There are symmetries in our universe. You may be familiar with symmetries such as the symmetry of a circle, or the symmetry of our world and the reflected world we see in a mirror.

In physics, symmetry takes a slightly different meaning: symmetry exists when a transformation can be applied without changing the laws of physics.

One basic type is translational symmetry: no matter where you translate (i.e. move) an object, it will still follow the same laws of physics. For instance, regardless of where you may drop a ball (in New York, in Hong Kong, on Mars, etc.), the ball may fall at different speeds, but it will always fall according to the law of gravity. Another type of symmetry is in time: no matter what time it is, the laws of physics are still the same.

Physicists like symmetry in their theories, and whenever an experiment reveals that an accepted symmetry is violated, it is big news in the scientific community.
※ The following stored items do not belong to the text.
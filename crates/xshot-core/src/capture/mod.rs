pub mod convert;
pub mod frame;
pub mod resolve;
pub mod select;
pub mod x11;

#[cfg(test)]
pub(crate) mod testing;

use image::RgbImage;
use std::fmt;
use std::io::Write;
use std::time::Duration;
use thiserror::Error;

pub use frame::{ByteOrder, PixelFormat, RawFrame};
pub use resolve::Drawable;
pub use x11::X11Connection;

/// Server-side window id.
pub type WindowId = u32;

/// The "no window" id returned by the server.
pub const NO_WINDOW: WindowId = 0;

#[derive(Error, Debug)]
pub enum CaptureError {
    #[error("cannot connect to display: {0}")]
    Connect(String),
    #[error("no window is being focused")]
    NoFocus,
    #[error("window query failed: {0}")]
    WindowQuery(String),
    #[error("image capture failed: {0}")]
    Capture(String),
    #[error("unsupported bits per pixel: {0}")]
    UnsupportedFormat(u8),
    #[error("failed to allocate {0} bytes for the image buffer")]
    Allocation(usize),
    #[error("pointer grab failed: {0}")]
    PointerGrab(String),
    #[error("X11 error: {0}")]
    X11(String),
}

#[derive(Debug, Clone, Copy, PartialEq, Eq, Default)]
pub enum CaptureMode {
    #[default]
    WholeScreen,
    FocusedWindow,
    Rectangle,
}

impl fmt::Display for CaptureMode {
    fn fmt(&self, f: &mut fmt::Formatter<'_>) -> fmt::Result {
        match self {
            CaptureMode::WholeScreen => write!(f, "whole screen"),
            CaptureMode::FocusedWindow => write!(f, "focused window"),
            CaptureMode::Rectangle => write!(f, "rectangle selection"),
        }
    }
}

/// What to capture and how. Built once from the command line.
#[derive(Debug, Clone, Copy, PartialEq, Eq, Default)]
pub struct CaptureRequest {
    pub mode: CaptureMode,
    pub freeze: bool,
    /// Whole seconds to wait before capturing.
    pub delay: u32,
}

impl CaptureRequest {
    /// Negative delays clamp to zero.
    pub fn new(mode: CaptureMode, freeze: bool, delay: i64) -> Self {
        Self {
            mode,
            freeze,
            delay: delay.clamp(0, i64::from(u32::MAX)) as u32,
        }
    }
}

#[derive(Debug, Clone, Copy, PartialEq, Eq, Default)]
pub struct Point {
    pub x: i32,
    pub y: i32,
}

impl Point {
    pub fn new(x: i32, y: i32) -> Self {
        Self { x, y }
    }
}

#[derive(Debug, Clone, Copy, PartialEq, Eq, Default)]
pub struct Region {
    pub x: i32,
    pub y: i32,
    pub width: u32,
    pub height: u32,
}

impl Region {
    pub fn new(x: i32, y: i32, width: u32, height: u32) -> Self {
        Self {
            x,
            y,
            width,
            height,
        }
    }

    pub fn is_empty(&self) -> bool {
        self.width == 0 || self.height == 0
    }
}

impl fmt::Display for Region {
    fn fmt(&self, f: &mut fmt::Formatter<'_>) -> fmt::Result {
        write!(f, "{}x{}+{}+{}", self.width, self.height, self.x, self.y)
    }
}

/// A window's place in the tree, as answered by QueryTree.
#[derive(Debug, Clone, Copy, PartialEq, Eq)]
pub struct TreeNode {
    pub root: WindowId,
    pub parent: WindowId,
}

/// Pointer events in root window coordinates.
#[derive(Debug, Clone, Copy, PartialEq, Eq)]
pub enum PointerEvent {
    Press(Point),
    Motion(Point),
    Release(Point),
}

/// The display server handle the pipeline runs against.
///
/// Everything is `&self`: the connection is used sequentially from one
/// thread and request/reply plumbing keeps its own state.
pub trait DisplayConnection {
    /// Root window of the default screen.
    fn root(&self) -> WindowId;

    /// Pixel layout of the root visual.
    fn pixel_format(&self) -> PixelFormat;

    fn geometry(&self, window: WindowId) -> Result<Region, CaptureError>;

    fn query_tree(&self, window: WindowId) -> Result<TreeNode, CaptureError>;

    /// The window holding the input focus, if any.
    fn input_focus(&self) -> Result<Option<WindowId>, CaptureError>;

    /// Z-pixmap dump of `area`, relative to `window`.
    fn read_pixels(&self, window: WindowId, area: Region) -> Result<RawFrame, CaptureError>;

    /// Exclusive press/release/motion input on the root window.
    fn grab_pointer(&self) -> Result<(), CaptureError>;

    fn ungrab_pointer(&self) -> Result<(), CaptureError>;

    /// Suspend every other client until `ungrab_server`.
    fn grab_server(&self) -> Result<(), CaptureError>;

    fn ungrab_server(&self) -> Result<(), CaptureError>;

    /// XOR-draw a rectangle outline on the root window. Drawing the same
    /// rectangle twice restores what was underneath.
    fn draw_feedback(&self, rect: Region) -> Result<(), CaptureError>;

    fn flush(&self) -> Result<(), CaptureError>;

    /// Block until the next pointer event.
    fn next_pointer_event(&self) -> Result<PointerEvent, CaptureError>;
}

/// Run the whole capture: resolve the target, wait out the delay, read the
/// pixels and convert them to packed RGB.
///
/// A rectangle is selected before the countdown; every other mode counts
/// down first so the focus can change in the meantime.
pub fn capture<C: DisplayConnection>(
    conn: &C,
    request: &CaptureRequest,
) -> Result<RgbImage, CaptureError> {
    let drawable = if request.mode == CaptureMode::Rectangle {
        let drawable = resolve::resolve(conn, request.mode, request.freeze)?;
        countdown(request.delay);
        drawable
    } else {
        countdown(request.delay);
        resolve::resolve(conn, request.mode, request.freeze)?
    };

    let frame = frame::capture_frame(conn, &drawable)?;
    log::debug!(
        "read {}x{} at {} bpp",
        frame.width,
        frame.height,
        frame.format.bits_per_pixel
    );

    let image = convert::convert(frame)?;
    log::info!("captured {}x{}", image.width(), image.height());
    Ok(image)
}

/// Print `N... ` to stderr once a second for `seconds` seconds.
pub fn countdown(seconds: u32) {
    countdown_to(&mut std::io::stderr(), seconds, Duration::from_secs(1));
}

fn countdown_to(out: &mut impl Write, seconds: u32, tick: Duration) {
    for remaining in (1..=seconds).rev() {
        let _ = write!(out, "{remaining}... ");
        let _ = out.flush();
        std::thread::sleep(tick);
    }
    if seconds > 0 {
        let _ = writeln!(out);
    }
}
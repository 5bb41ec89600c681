pub mod capture;
pub mod config;
pub mod encode;
pub mod output;

pub use image;

pub use capture::{CaptureError, CaptureMode, CaptureRequest};
pub use config::{Config, OutputFormat};
pub use encode::{EncodeError, Quality};
pub use output::Destination;
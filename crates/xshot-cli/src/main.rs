use anyhow::{Context, Result};
use clap::Parser;
use xshot_core::capture::{self, CaptureMode, CaptureRequest, X11Connection};
use xshot_core::config::{Config, OutputFormat};
use xshot_core::encode::{self, Quality};
use xshot_core::output::{self, Destination};

/// Takes a screenshot of the root window by default and saves it as a PNG
/// in the current directory.
#[derive(Parser, Debug)]
#[command(name = "xshot", version)]
struct Cli {
    /// Capture the focused window
    #[arg(short = 'u', conflicts_with = "select")]
    focused: bool,

    /// Select a rectangle with the pointer
    #[arg(short = 's')]
    select: bool,

    /// Freeze the display during rectangle selection
    #[arg(short = 'z')]
    freeze: bool,

    /// Save as WebP, quality from 0 to 100 (lossless)
    #[arg(short = 'w', value_name = "QUALITY", allow_negative_numbers = true)]
    webp: Option<i64>,

    /// Delay in seconds before capturing
    #[arg(short = 'd', value_name = "SECONDS", allow_negative_numbers = true)]
    delay: Option<i64>,

    /// Write the image to standard output
    #[arg(short = 't')]
    stdout: bool,

    /// Output path, or a directory when it ends in '/'
    #[arg(short = 'f', value_name = "PATH")]
    path: Option<String>,

    /// More logging (-v info, -vv debug)
    #[arg(short = 'v', action = clap::ArgAction::Count)]
    verbose: u8,
}

impl Cli {
    fn mode(&self) -> CaptureMode {
        if self.select {
            CaptureMode::Rectangle
        } else if self.focused {
            CaptureMode::FocusedWindow
        } else {
            CaptureMode::WholeScreen
        }
    }

    /// `-w` picks WebP at the given quality; otherwise the config decides.
    fn format(&self, config: &Config) -> (OutputFormat, Quality) {
        match self.webp {
            Some(quality) => (OutputFormat::Webp, Quality::new(quality)),
            None => (config.format, Quality::new(config.quality)),
        }
    }

    fn request(&self, config: &Config) -> CaptureRequest {
        CaptureRequest::new(
            self.mode(),
            self.freeze || config.freeze,
            self.delay.unwrap_or(config.delay),
        )
    }
}

fn init_logging(verbose: u8) {
    let level = match verbose {
        0 => "warn",
        1 => "info",
        _ => "debug",
    };
    env_logger::Builder::from_env(env_logger::Env::default().default_filter_or(level)).init();
}

fn main() -> Result<()> {
    let cli = Cli::parse();
    init_logging(cli.verbose);

    let config = Config::load().context("failed to load config")?;
    let (format, quality) = cli.format(&config);
    let destination = Destination::resolve(
        cli.stdout,
        cli.path.as_deref(),
        config.output_dir.as_deref(),
        &output::default_filename(format),
    );
    let request = cli.request(&config);
    log::debug!("{request:?}, {format} at quality {}, to {destination}", quality.value());

    let conn = X11Connection::connect().context("failed to open display")?;
    let image = capture::capture(&conn, &request)
        .with_context(|| format!("failed to capture {}", request.mode))?;
    let bytes = encode::encode(&image, format, quality).context("failed to encode image")?;
    destination
        .write(&bytes)
        .with_context(|| format!("failed to write {destination}"))?;

    Ok(())
}
use super::{CaptureError, CaptureMode, DisplayConnection, NO_WINDOW, Region, WindowId, select};
use std::fmt;

/// Hops allowed when climbing from a window to its top-level ancestor.
const MAX_TREE_DEPTH: usize = 1024;

/// What the frame capturer reads from.
#[derive(Debug, Clone, Copy, PartialEq, Eq)]
pub enum Drawable {
    /// A real window, with the geometry it had when it was resolved.
    Window { id: WindowId, geometry: Region },
    /// A user-selected area with no backing window, in root coordinates.
    RootRegion(Region),
}

impl Drawable {
    pub fn geometry(&self) -> Region {
        match *self {
            Drawable::Window { geometry, .. } => geometry,
            Drawable::RootRegion(region) => region,
        }
    }
}

impl fmt::Display for Drawable {
    fn fmt(&self, f: &mut fmt::Formatter<'_>) -> fmt::Result {
        match self {
            Drawable::Window { id, geometry } => write!(f, "window {id:#x} ({geometry})"),
            Drawable::RootRegion(region) => write!(f, "root region {region}"),
        }
    }
}

pub fn resolve<C: DisplayConnection>(
    conn: &C,
    mode: CaptureMode,
    freeze: bool,
) -> Result<Drawable, CaptureError> {
    let drawable = match mode {
        CaptureMode::WholeScreen => {
            let root = conn.root();
            Drawable::Window {
                id: root,
                geometry: conn.geometry(root)?,
            }
        }
        CaptureMode::FocusedWindow => {
            let focused = conn.input_focus()?.ok_or(CaptureError::NoFocus)?;
            let toplevel = toplevel_ancestor(conn, focused)?;
            Drawable::Window {
                id: toplevel,
                geometry: conn.geometry(toplevel)?,
            }
        }
        CaptureMode::Rectangle => Drawable::RootRegion(select::select_region(conn, freeze)?),
    };
    log::debug!("resolved {mode} to {drawable}");
    Ok(drawable)
}

/// Climb parent links until reaching the window whose parent is the root.
/// The root itself resolves to itself.
pub fn toplevel_ancestor<C: DisplayConnection>(
    conn: &C,
    window: WindowId,
) -> Result<WindowId, CaptureError> {
    let mut current = window;
    for _ in 0..MAX_TREE_DEPTH {
        let node = conn.query_tree(current)?;
        if current == node.root || node.parent == node.root {
            return Ok(current);
        }
        if node.parent == NO_WINDOW {
            return Err(CaptureError::WindowQuery(format!(
                "window {current:#x} has no parent"
            )));
        }
        current = node.parent;
    }
    Err(CaptureError::WindowQuery(format!(
        "window {window:#x} is nested deeper than {MAX_TREE_DEPTH} levels"
    )))
}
For a while, physicists thought that something called CP symmetry existed, but then CP violation was discovered. CP violation, the lack of CP symmetry, has interesting implications, and is the subject of study for the DAEδALUS experiment.

C, P, and CP Symmetries

CP symmetry is a composite of C and P symmetries, two symmetries previously thought to be absolute symmetries.

  • C-symmetry is charge conjugation symmetry: it transforms a particle into its antiparticle or vice versa.
  • P-symmetry is parity symmetry: it transforms everything into its mirror image, so left becomes right and vice versa.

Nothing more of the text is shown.